Bromus pacificus

Scientific classification
- Kingdom: Plantae
- Clade: Tracheophytes
- Clade: Angiosperms
- Clade: Monocots
- Clade: Commelinids
- Order: Poales
- Family: Poaceae
- Subfamily: Pooideae
- Genus: Bromus
- Species: B. pacificus
- Binomial name: Bromus pacificus Shear

= Bromus pacificus =

- Genus: Bromus
- Species: pacificus
- Authority: Shear

Species of grass

Bromus pacificus, the Pacific brome, is a perennial grass native to the Pacific coast of North America. Bromus pacificus has a diploid number of 28.

==Taxonomy==

Bromus pacificus is often misidentified as various species of Bromus sect. Ceratochloa, including B. carinatus and B. sitchensis. B. pacificus resembles these species with its large and open panicles, but its lemmas are rounded or slightly keeled as compared to the flattened lemmas of B. sect. Ceratochloa. In addition, B. pacificus typically occurs only near the coast of British Columbia while species of B. sect. Ceratochloa are more widely distributed, including habitats in California where B. pacificus has been misidentified.

==Description==

Bromus pacificus lacks rhizomes and grows 45-172 cm tall. The smooth culms are 4-5 mm wide at their base and have five to nine nodes. The brownish culms are relatively pubescent, with hairs up to 1 mm long, though culms are occasionally glabrous with hairs only adjacent to nodes. The leaf sheaths remain closed for most of their length, being open for only 14-35 mm. Leaf sheaths are glabrous or pilose with hairs 2.1 mm long, and lack auricles. The membranous and glabrous ligules are 2-4 mm long. Leaf blades are 32-37 cm long and 7-16 mm wide, with an adaxial surface covered with hairs up to 1.5 mm long and a glabrous abaxial surface. Margins are smooth or slightly serrated. The open panicles are 17-28 cm long and 12.5-19 cm wide, with spreading or nodding branches. The spikelets are 2.1-3.8 cm long and number one to six per branch. The rachillas can sometimes be visible at maturity. Spikelets have six to eight florets. Glumes are pubescent, with hairs up to 0.6 mm long. The one-nerved lower glumes are 8.2-10.5 mm long, and the three-nerved upper glumes are 9.7-12 mm long. The seven-nerved lemmas are 10-13.5 mm long and 1.8-2.3 mm wide, and are covered with appressed hairs up to 1.5 mm long. Awns are 3-6.5 mm long. Paleas are typically shorter than lemmas, being 9-10 mm long, with dense cilia up to 0.5 mm long. The dark brown anthers are 2-3 mm long.

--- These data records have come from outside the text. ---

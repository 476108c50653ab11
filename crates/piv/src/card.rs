//! PIV session
//!
//! A [`PivCard`] owns the transport for as long as the session lives. Opening
//! one connects and selects the applet; dropping or closing it disconnects,
//! whatever path led there. PIN state is never cached: every operation relies
//! on what the token itself remembers.

use std::thread;

use bytes::{Bytes, BytesMut};
use pivkey_apdu_core::{CardExecutor, CardTransport, Command, Response};
use tracing::{Level, debug, info, warn};

use crate::config::PivConfig;
use crate::constants::{
    CLA_ISO, GENERATE_PARAMETER, P1_SELECT_BY_AID, P1P2_GET_DATA, ins, objects, tags,
};
use crate::pin::PinBlock;
use crate::tlv::{self, Node, Tag};
use crate::types::StoredCertificate;
use crate::{Error, Result};

/// Session with the PIV applet of a single token
#[derive(Debug)]
pub struct PivCard<T: CardTransport> {
    /// Framer driving the transport
    executor: CardExecutor<T>,
    /// Session options
    config: PivConfig,
}

impl<T: CardTransport> PivCard<T> {
    /// Connect `transport` and select the PIV applet
    ///
    /// Any failure while selecting is reported as [`Error::Connection`] and
    /// leaves the transport disconnected.
    pub fn open(mut transport: T, config: PivConfig) -> Result<Self> {
        transport.connect()?;

        let mut card = Self {
            executor: CardExecutor::with_config(transport, config.executor_config()),
            config,
        };

        match card.select() {
            Ok(()) => Ok(card),
            Err(e @ (Error::Connection(_) | Error::NotFound(_))) => Err(e),
            Err(e) => Err(Error::Connection(e.to_string())),
        }
    }

    /// Open a session, run `f` on it and close it whatever `f` returns
    pub fn with_session<R>(
        transport: T,
        config: PivConfig,
        f: impl FnOnce(&mut Self) -> Result<R>,
    ) -> Result<R> {
        let mut card = Self::open(transport, config)?;
        let result = f(&mut card);
        card.close();
        result
    }

    /// Session options
    pub const fn config(&self) -> &PivConfig {
        &self.config
    }

    /// Transport the session runs on
    pub const fn transport(&self) -> &T {
        self.executor.transport()
    }

    /// Select the PIV applet
    ///
    /// Anything but `90 00` is a [`Error::Connection`]: no other command
    /// makes sense until the applet is selected.
    pub fn select(&mut self) -> Result<()> {
        let command = Command::new_with_data(
            CLA_ISO,
            ins::SELECT,
            P1_SELECT_BY_AID,
            0x00,
            self.config.aid.clone(),
        );
        let response = self.executor.transmit(&command)?;
        if !response.is_success() {
            warn!(status = %response.status(), "PIV applet selection failed");
            return Err(Error::Connection(format!(
                "selecting the PIV applet returned status {}",
                response.status()
            )));
        }

        debug!(aid = %hex::encode_upper(&self.config.aid), "PIV applet selected");
        if !self.config.select_delay.is_zero() {
            thread::sleep(self.config.select_delay);
        }
        Ok(())
    }

    /// Verify `pin` against the PIN reference `bank`
    ///
    /// An empty `pin` sends an empty VERIFY, which reports the PIN status
    /// without spending a retry.
    pub fn verify_pin(&mut self, bank: u8, pin: &str) -> Result<()> {
        let data = if pin.is_empty() {
            Bytes::new()
        } else {
            let block = PinBlock::new(pin)?;
            Bytes::copy_from_slice(block.as_ref())
        };

        let command = Command::new_with_data(CLA_ISO, ins::VERIFY, 0x00, bank, data);
        self.send(&command).map(drop)
    }

    /// Whether the PIN reference `bank` is blocked
    ///
    /// Probes with an empty VERIFY: `69 83` means blocked, a retry count or
    /// success means it is not.
    pub fn is_locked(&mut self, bank: u8) -> Result<bool> {
        match self.verify_pin(bank, "") {
            Ok(()) | Err(Error::Pin { .. }) => Ok(false),
            Err(e) if e.is_blocked() => Ok(true),
            Err(e) => Err(e),
        }
    }

    /// Read a data object
    ///
    /// A three byte `path` is a PIV object identifier: the reply is a `53`
    /// object and its value is returned. A one or two byte `path` is a BER tag
    /// and the reply must be an object with that tag, whose value is returned.
    pub fn get_data(&mut self, path: &[u8]) -> Result<Node> {
        let reply_tag = match path.len() {
            3 => tags::DATA,
            1 | 2 => Tag::try_from(path).map_err(|_| {
                Error::InvalidArgument(format!("{} is not a valid tag", hex::encode_upper(path)))
            })?,
            n => {
                return Err(Error::InvalidArgument(format!(
                    "data object paths are 1 to 3 bytes long, got {n}"
                )));
            }
        };
        debug!(path = %hex::encode_upper(path), "Reading data object");

        let mut data = BytesMut::with_capacity(path.len() + 2);
        tlv::write_object(&mut data, tags::TAG_LIST, path);

        let (p1, p2) = P1P2_GET_DATA;
        let command = Command::new_with_data(CLA_ISO, ins::GET_DATA, p1, p2, data.freeze());
        let reply = self.send(&command)?;

        if !reply.starts_with(&reply_tag.to_vec()) {
            return Err(Error::UnexpectedResponse("Get Data"));
        }
        tlv::decode(&reply)?
            .as_branch()
            .and_then(|children| children.get(&reply_tag))
            .cloned()
            .ok_or(Error::UnexpectedResponse("Get Data"))
    }

    /// [`get_data`](Self::get_data) with the path given in hex, e.g. `"5FC10A"`
    pub fn get_data_hex(&mut self, path: &str) -> Result<Node> {
        let path = hex::decode(path)
            .map_err(|e| Error::InvalidArgument(format!("data object path {path:?}: {e}")))?;
        self.get_data(&path)
    }

    /// Generate a key pair in `slot` with mechanism `algorithm`
    ///
    /// Returns the children of the `7F49` public key template, see
    /// [`PublicKey`](crate::PublicKey) for a typed view.
    pub fn generate_asymmetric_key(&mut self, slot: u8, algorithm: u8) -> Result<Node> {
        let mut template = BytesMut::new();
        tlv::write_object(&mut template, tags::MECHANISM, &[algorithm]);
        tlv::write_object(&mut template, tags::PARAMETER, &[GENERATE_PARAMETER]);

        let mut data = BytesMut::new();
        tlv::write_object(&mut data, tags::CONTROL_REFERENCE, &template);

        let command =
            Command::new_with_data(CLA_ISO, ins::GENERATE_ASYMMETRIC, 0x00, slot, data.freeze());
        let reply = self.send(&command)?;

        let mut parsed = tlv::parse(&reply)?;
        match parsed.pop() {
            Some(object) if parsed.is_empty() && object.tag == tags::PUBLIC_KEY => {
                debug!(slot, algorithm, "Key pair generated");
                Ok(object.value)
            }
            _ => Err(Error::UnexpectedResponse("Generate Asymmetric")),
        }
    }

    /// Sign `digest` with the key in `slot` using mechanism `algorithm`
    ///
    /// The digest is sent as is; hashing and padding are the caller's job.
    pub fn sign(&mut self, slot: u8, algorithm: u8, digest: &[u8]) -> Result<Bytes> {
        let mut template = BytesMut::new();
        tlv::write_object(&mut template, tags::RESPONSE, &[]);
        tlv::write_object(&mut template, tags::CHALLENGE, digest);

        let mut data = BytesMut::new();
        tlv::write_object(&mut data, tags::DYNAMIC_AUTH, &template);

        let command = Command::new_with_data(
            CLA_ISO,
            ins::GENERAL_AUTHENTICATE,
            algorithm,
            slot,
            data.freeze(),
        );
        let reply = self.send(&command)?;

        tlv::decode(&reply)?
            .get_path(&[tags::DYNAMIC_AUTH, tags::RESPONSE])
            .and_then(Node::as_bytes)
            .cloned()
            .ok_or(Error::UnexpectedResponse("General Authenticate"))
    }

    /// Read the certificate stored for the key in `slot`
    pub fn read_certificate(&mut self, slot: u8) -> Result<StoredCertificate> {
        let object = objects::certificate_for_slot(slot).ok_or_else(|| {
            Error::InvalidArgument(format!("slot {slot:02X} has no certificate object"))
        })?;

        let value = self
            .get_data(object)?
            .into_bytes()
            .ok_or(Error::UnexpectedResponse("Get Data"))?;
        StoredCertificate::from_object(&value)
    }

    /// Disconnect and end the session
    pub fn close(mut self) {
        self.disconnect();
    }

    /// Send `command` and map the terminal status word
    fn send(&mut self, command: &Command) -> Result<Bytes> {
        let response = self.executor.transmit(command)?;
        check(response)
    }

    fn disconnect(&mut self) {
        let transport = self.executor.transport_mut();
        if transport.is_connected() {
            debug!("Closing PIV session");
        }
        transport.disconnect();
    }
}

#[cfg(feature = "pcsc")]
impl PivCard<pivkey_apdu_transport_pcsc::PcscTransport> {
    /// Open a session on the first PC/SC reader accepted by `pcsc_config`
    pub fn open_pcsc(
        pcsc_config: &pivkey_apdu_transport_pcsc::PcscConfig,
        config: PivConfig,
    ) -> Result<Self> {
        let manager = pivkey_apdu_transport_pcsc::PcscDeviceManager::new()?;
        let transport = manager.open_matching(pcsc_config.clone())?;
        debug!(reader = transport.reader_name(), "Opening PIV session");
        Self::open(transport, config)
    }
}

impl<T: CardTransport> Drop for PivCard<T> {
    fn drop(&mut self) {
        self.disconnect();
    }
}

/// Translate the terminal status word of an exchange
fn check(response: Response) -> Result<Bytes> {
    let status = response.status();
    if status.is_success() {
        return Ok(response.into_payload());
    }

    let description = status.description();
    match status.tracing_level() {
        Level::WARN => warn!(%status, description, "Command failed"),
        Level::INFO => info!(%status, description, "Command failed"),
        _ => debug!(%status, description, "Command failed"),
    }

    match status.verification_retries() {
        Some(retries_left) => Err(Error::Pin { retries_left }),
        None => Err(Error::Card(status)),
    }
}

==Distribution and habitat==

Bromus pacificus occurs along the Pacific coast as its specific epithet indicates. It occurs from southeastern Alaska down to central Oregon; most often it occurs in the coast of British Columbia. Habitats include moist ravines, shaded forests, wet thickets, saline beaches, ditches, and road verges, from 0-50 m in elevation.